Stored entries
______________________________
// Terminal front end: the host that renders a `Select` and feeds it keys.

pub mod model;
pub mod render;
pub mod run;
pub mod update;

pub use model::{Exit, Focus, Model, initial_model};
pub use render::{render_dropdown, render_full, render_input_block, render_modeline_padded};
pub use run::run;
pub use update::handle_update;

// Messages used by the update logic
#[derive(Clone, Debug, PartialEq, Eq)]
pub enum Msg {
    WindowSize { width: usize, height: usize },
    KeyUp,
    KeyDown,
    KeyLeft,
    KeyRight,
    KeyEnter,
    KeyTab,
    KeyEsc,
    KeyBackspace,
    KeyDelete,
    KeySpace,
    KeyHome,
    KeyEnd,
    Rune(char),
    Tick,
}
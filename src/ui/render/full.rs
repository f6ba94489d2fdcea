use crate::ui::model::Model;

pub fn render_full(m: &Model) -> String {
    let mut lines = m.render_input_block();
    lines.extend(m.render_dropdown().lines().map(str::to_string));
    let modeline = crate::ui::render::modeline::render_modeline_padded(m)
        .lines()
        .next()
        .unwrap_or("")
        .to_string();
    lines.push(modeline);
    lines.join("\n")
}
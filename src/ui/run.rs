use crate::config::Config;
use crate::error::{Error, Result};
use crate::select::Select;
use crate::ui::model::{Exit, Model, initial_model};
use crate::ui::Msg;
use bubbletea_rs::{
    Program, command::Cmd, event::KeyMsg, event::WindowSizeMsg, model::Model as TeaModel,
    window_size,
};
use crossterm::event::{KeyCode, KeyModifiers};
use once_cell::sync::Lazy;
use std::sync::Mutex;
use std::time::Duration;

/// How often deferred controller work is drained.
pub const TICK_INTERVAL: Duration = Duration::from_millis(50);

// bubbletea builds the model itself, so the prepared one is parked here
static PENDING: Lazy<Mutex<Option<Model>>> = Lazy::new(|| Mutex::new(None));

struct TickMsg;

fn next_tick() -> Cmd {
    bubbletea_rs::tick(TICK_INTERVAL, |_| Box::new(TickMsg) as bubbletea_rs::event::Msg)
}

/// Translate a terminal key into a front-end message. Keys the control has
/// no use for map to `None`.
pub fn key_msg(key: &KeyCode, modifiers: KeyModifiers) -> Option<Msg> {
    let msg = match key {
        KeyCode::Up => Msg::KeyUp,
        KeyCode::Down => Msg::KeyDown,
        KeyCode::Left => Msg::KeyLeft,
        KeyCode::Right => Msg::KeyRight,
        KeyCode::Enter => Msg::KeyEnter,
        KeyCode::Tab => Msg::KeyTab,
        KeyCode::Esc => Msg::KeyEsc,
        KeyCode::Backspace => Msg::KeyBackspace,
        KeyCode::Delete => Msg::KeyDelete,
        KeyCode::Home => Msg::KeyHome,
        KeyCode::End => Msg::KeyEnd,
        KeyCode::Char(ch) if modifiers.contains(KeyModifiers::CONTROL) => match ch {
            'n' | 'N' => Msg::KeyDown,
            'p' | 'P' => Msg::KeyUp,
            'a' | 'A' => Msg::KeyHome,
            'e' | 'E' => Msg::KeyEnd,
            _ => return None,
        },
        KeyCode::Char(' ') => Msg::KeySpace,
        KeyCode::Char(ch) => Msg::Rune(*ch),
        _ => return None,
    };
    Some(msg)
}

fn is_interrupt(key: &KeyCode, modifiers: KeyModifiers) -> bool {
    match key {
        KeyCode::Char('\u{03}') => true,
        KeyCode::Char(ch) => modifiers.contains(KeyModifiers::CONTROL) && (*ch == 'c' || *ch == 'C'),
        _ => false,
    }
}

struct TeaAdapter {
    inner: Model,
}

impl TeaModel for TeaAdapter {
    fn init() -> (Self, Option<Cmd>) {
        let parked = PENDING.lock().ok().and_then(|mut slot| slot.take());
        let mut inner = parked.unwrap_or_else(|| {
            tracing::warn!("no prepared model, starting empty");
            initial_model(Select::empty(Config::default()), None)
        });
        let (width, height) = crossterm::terminal::size().unwrap_or((80, 24));
        inner.update(Msg::WindowSize {
            width: width as usize,
            height: height as usize,
        });
        (
            TeaAdapter { inner },
            Some(bubbletea_rs::batch(vec![window_size(), next_tick()])),
        )
    }

    fn update(&mut self, msg: bubbletea_rs::event::Msg) -> Option<Cmd> {
        if msg.downcast_ref::<TickMsg>().is_some() {
            self.inner.update(Msg::Tick);
            return Some(next_tick());
        }
        if let Some(km) = msg.downcast_ref::<KeyMsg>() {
            if is_interrupt(&km.key, km.modifiers) {
                self.inner.exit = Some(Exit::Cancel);
                return Some(bubbletea_rs::quit());
            }
            // Esc on the closed control ends the session with the current value
            let closing = matches!(km.key, KeyCode::Esc) && !self.inner.select.is_open();
            if closing {
                self.inner.exit = Some(Exit::Confirm);
                return Some(bubbletea_rs::quit());
            }
            if let Some(ui_msg) = key_msg(&km.key, km.modifiers) {
                self.inner.update(ui_msg);
            }
            return None;
        }
        if let Some(ws) = msg.downcast_ref::<WindowSizeMsg>() {
            self.inner.update(Msg::WindowSize {
                width: ws.width as usize,
                height: ws.height as usize,
            });
            return None;
        }
        None
    }

    fn view(&self) -> String {
        self.inner.render_full()
    }
}

/// Run the interactive picker until the user confirms or cancels, returning
/// the final model.
pub async fn run(model: Model) -> Result<Model> {
    {
        let mut slot = PENDING
            .lock()
            .map_err(|_| Error::Terminal("model slot poisoned".to_string()))?;
        *slot = Some(model);
    }
    let program = Program::<TeaAdapter>::builder()
        .alt_screen(true)
        .signal_handler(true)
        .build()
        .map_err(|e| Error::Terminal(format!("failed to build program: {e:?}")))?;
    let adapter = program
        .run()
        .await
        .map_err(|e| Error::Terminal(format!("program error: {e:?}")))?;
    let mut inner = adapter.inner;
    if inner.exit.is_none() {
        // stopped by a signal
        inner.exit = Some(Exit::Cancel);
    }
    tracing::debug!(exit = ?inner.exit, "picker finished");
    Ok(inner)
}
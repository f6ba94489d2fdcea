use crate::ui::render::styles::STYLE_MATCH;

fn same_char(a: char, b: char) -> bool {
    a == b || a.to_lowercase().eq(b.to_lowercase())
}

// char ranges of every non-overlapping case-insensitive occurrence of `needle`
fn match_ranges(text: &[char], needle: &[char]) -> Vec<(usize, usize)> {
    let mut ranges = Vec::new();
    if needle.is_empty() || needle.len() > text.len() {
        return ranges;
    }
    let mut i = 0;
    while i + needle.len() <= text.len() {
        if text[i..i + needle.len()]
            .iter()
            .zip(needle)
            .all(|(a, b)| same_char(*a, *b))
        {
            ranges.push((i, i + needle.len()));
            i += needle.len();
        } else {
            i += 1;
        }
    }
    ranges
}

/// Emphasize every occurrence of `search` in `text`, ignoring case.
pub fn highlight_match(text: &str, search: &str) -> String {
    let chars: Vec<char> = text.chars().collect();
    let needle: Vec<char> = search.chars().collect();
    let ranges = match_ranges(&chars, &needle);
    if ranges.is_empty() {
        return text.to_string();
    }
    let mut out = String::with_capacity(text.len());
    let mut pos = 0;
    for (start, end) in ranges {
        out.extend(&chars[pos..start]);
        let hit: String = chars[start..end].iter().collect();
        out.push_str(&STYLE_MATCH.render(&hit));
        pos = end;
    }
    out.extend(&chars[pos..]);
    out
}

#[cfg(test)]
mod tests {
    use super::*;

    #[test]
    fn highlights_every_occurrence_ignoring_case() {
        let out = highlight_match("Banana", "AN");
        let styled = STYLE_MATCH.render("an");
        assert_eq!(out.matches(&styled).count(), 2);
        assert!(out.starts_with('B'));
        assert!(out.ends_with('a'));
    }

    #[test]
    fn no_search_or_no_match_is_plain() {
        assert_eq!(highlight_match("Cherry", ""), "Cherry");
        assert_eq!(highlight_match("Cherry", "xyz"), "Cherry");
        assert_eq!(highlight_match("ab", "abc"), "ab");
    }

    #[test]
    fn ranges_do_not_overlap() {
        let text: Vec<char> = "aaaa".chars().collect();
        let needle: Vec<char> = "aa".chars().collect();
        assert_eq!(match_ranges(&text, &needle), vec![(0, 2), (2, 4)]);
    }
}
use crate::expr::Accessor;
use crate::select::{RowLayout, Select};
use bubbletea_widgets::Viewport;
use serde_json::Value;

// small constants reused by rendering code
pub const INPUT_BLOCK_LINES: usize = 3;
pub const MODELINE_LINES: usize = 1;
pub const RESERVED_LINES: usize = INPUT_BLOCK_LINES + MODELINE_LINES;
pub const DEFAULT_WIDTH: usize = 80;

/// Which part of the control receives typed keys.
#[derive(Clone, Copy, Debug, PartialEq, Eq)]
pub enum Focus {
    /// The search box of the open dropdown (always, in multiple mode).
    Search,
    /// The closed single-mode control.
    Proxy,
}

/// How the session ended.
#[derive(Clone, Copy, Debug, PartialEq, Eq)]
pub enum Exit {
    Confirm,
    Cancel,
}

pub struct Model {
    pub select: Select,
    /// Label accessor; items are shown as their JSON text without one.
    pub display: Option<Accessor>,
    pub focus: Focus,
    pub input: String,
    /// Caret position in `input`, in chars.
    pub caret: usize,
    pub layout: RowLayout,
    pub per_page: usize,
    pub screen_width: usize,
    pub vp: Viewport,
    pub err: String,
    pub notice: String,
    pub search_width: Option<u32>,
    pub exit: Option<Exit>,
    pub(crate) last_search: String,
}

pub fn initial_model(select: Select, display: Option<Accessor>) -> Model {
    let focus = if select.is_multiple() {
        Focus::Search
    } else {
        Focus::Proxy
    };
    let mut m = Model {
        select,
        display,
        focus,
        input: String::new(),
        caret: 0,
        layout: RowLayout::new(0),
        per_page: 0,
        screen_width: 0,
        vp: Viewport::default(),
        err: String::new(),
        notice: String::new(),
        search_width: None,
        exit: None,
        last_search: String::new(),
    };
    crate::ui::update::sync_view(&mut m);
    m
}

impl Model {
    // wrapper update that delegates to the update module
    pub fn update(&mut self, msg: crate::ui::Msg) {
        crate::ui::update::handle_update(self, msg);
    }

    /// Text shown for one item.
    pub fn label(&self, item: &Value) -> String {
        let value = match &self.display {
            Some(display) => {
                let alias = self.select.repeat().item_alias.as_str();
                display.eval(self.select.scope(), &[(alias, item)])
            }
            None => item.clone(),
        };
        match value {
            Value::String(s) => s,
            Value::Null => String::new(),
            other => other.to_string(),
        }
    }

    pub fn mode(&self) -> String {
        if self.select.is_multiple() {
            format!("{} picked", self.select.selected().len())
        } else if self.select.is_open() {
            "search".to_string()
        } else {
            "pick".to_string()
        }
    }

    pub fn render_input_block(&self) -> Vec<String> {
        crate::ui::render::render_input_block(self)
    }

    pub fn render_dropdown(&self) -> String {
        crate::ui::render::render_dropdown(self)
    }

    pub fn render_full(&self) -> String {
        crate::ui::render::render_full(self)
    }
}

#[cfg(test)]
pub(crate) mod tests {
    use super::*;
    use crate::config::Config;
    use crate::expr::RepeatExpr;
    use crate::registry::GroupBy;
    use crate::schedule::ManualClock;
    use crate::ui::Msg;
    use serde_json::json;
    use std::sync::Arc;

    pub(crate) fn fruit_scope() -> Value {
        json!({"fruits": [
            {"name": "Apple", "kind": "pome"},
            {"name": "Banana", "kind": "berry"},
            {"name": "Cherry", "kind": "drupe"},
            {"name": "Grape", "kind": "berry"},
            {"name": "Pear", "kind": "pome"},
        ]})
    }

    pub(crate) fn model(multiple: bool, grouped: bool) -> (ManualClock, Model) {
        model_with(multiple, grouped, false)
    }

    pub(crate) fn model_with(multiple: bool, grouped: bool, refresh: bool) -> (ManualClock, Model) {
        let clock = ManualClock::new();
        let repeat = RepeatExpr::parse("f in fruits | filter: $select.search").unwrap();
        let config = Config::default()
            .with_multiple(multiple)
            .with_refresh_delay(std::time::Duration::from_millis(200));
        let mut select = Select::new(config, repeat, fruit_scope())
            .unwrap()
            .with_clock(Arc::new(clock.clone()))
            .with_refresh(refresh);
        if grouped {
            select = select.with_group_by(GroupBy::Field("kind".to_string()));
        }
        let display = Accessor::compile("f.name").unwrap();
        let mut m = initial_model(select, Some(display));
        m.update(Msg::WindowSize {
            width: 60,
            height: 12,
        });
        (clock, m)
    }

    #[test]
    fn initial_focus_follows_mode() {
        let (_c, single) = model(false, false);
        assert_eq!(single.focus, Focus::Proxy);
        assert_eq!(single.mode(), "pick");
        let (_c, multiple) = model(true, false);
        assert_eq!(multiple.focus, Focus::Search);
        assert_eq!(multiple.mode(), "0 picked");
    }

    #[test]
    fn labels_use_display_accessor_or_json() {
        let (_c, m) = model(false, false);
        assert_eq!(m.label(&json!({"name": "Kiwi"})), "Kiwi");
        assert_eq!(m.label(&json!({"other": 1})), "");

        let plain = initial_model(Select::empty(Config::default()), None);
        assert_eq!(plain.label(&json!("raw")), "raw");
        assert_eq!(plain.label(&json!({"a": 1})), r#"{"a":1}"#);
        assert_eq!(plain.label(&json!(3)), "3");
    }

    #[test]
    fn window_size_sets_page_and_layout() {
        let (_c, m) = model(false, false);
        assert_eq!(m.screen_width, 60);
        assert_eq!(m.per_page, 12 - RESERVED_LINES);
        use crate::select::ChoicesViewport;
        assert_eq!(m.layout.row_count(), 5);
        assert_eq!(m.layout.viewport_height(), 8);
    }

    #[test]
    fn grouped_layout_counts_headers() {
        let (_c, m) = model(false, true);
        use crate::select::ChoicesViewport;
        assert_eq!(m.layout.row_count(), 5);
        // three groups, one header line each
        assert_eq!(m.layout.content_height(), 8);
        // first row sits under the first header
        assert_eq!(m.layout.row(0).map(|r| r.top), Some(1));
    }
}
______________________________
● ACTION ITEM: All lines in the data that contain the word "struct" should be copied.

● EXERCISE OUTPUT:
struct TickMsg;
struct TeaAdapter {
pub struct Model {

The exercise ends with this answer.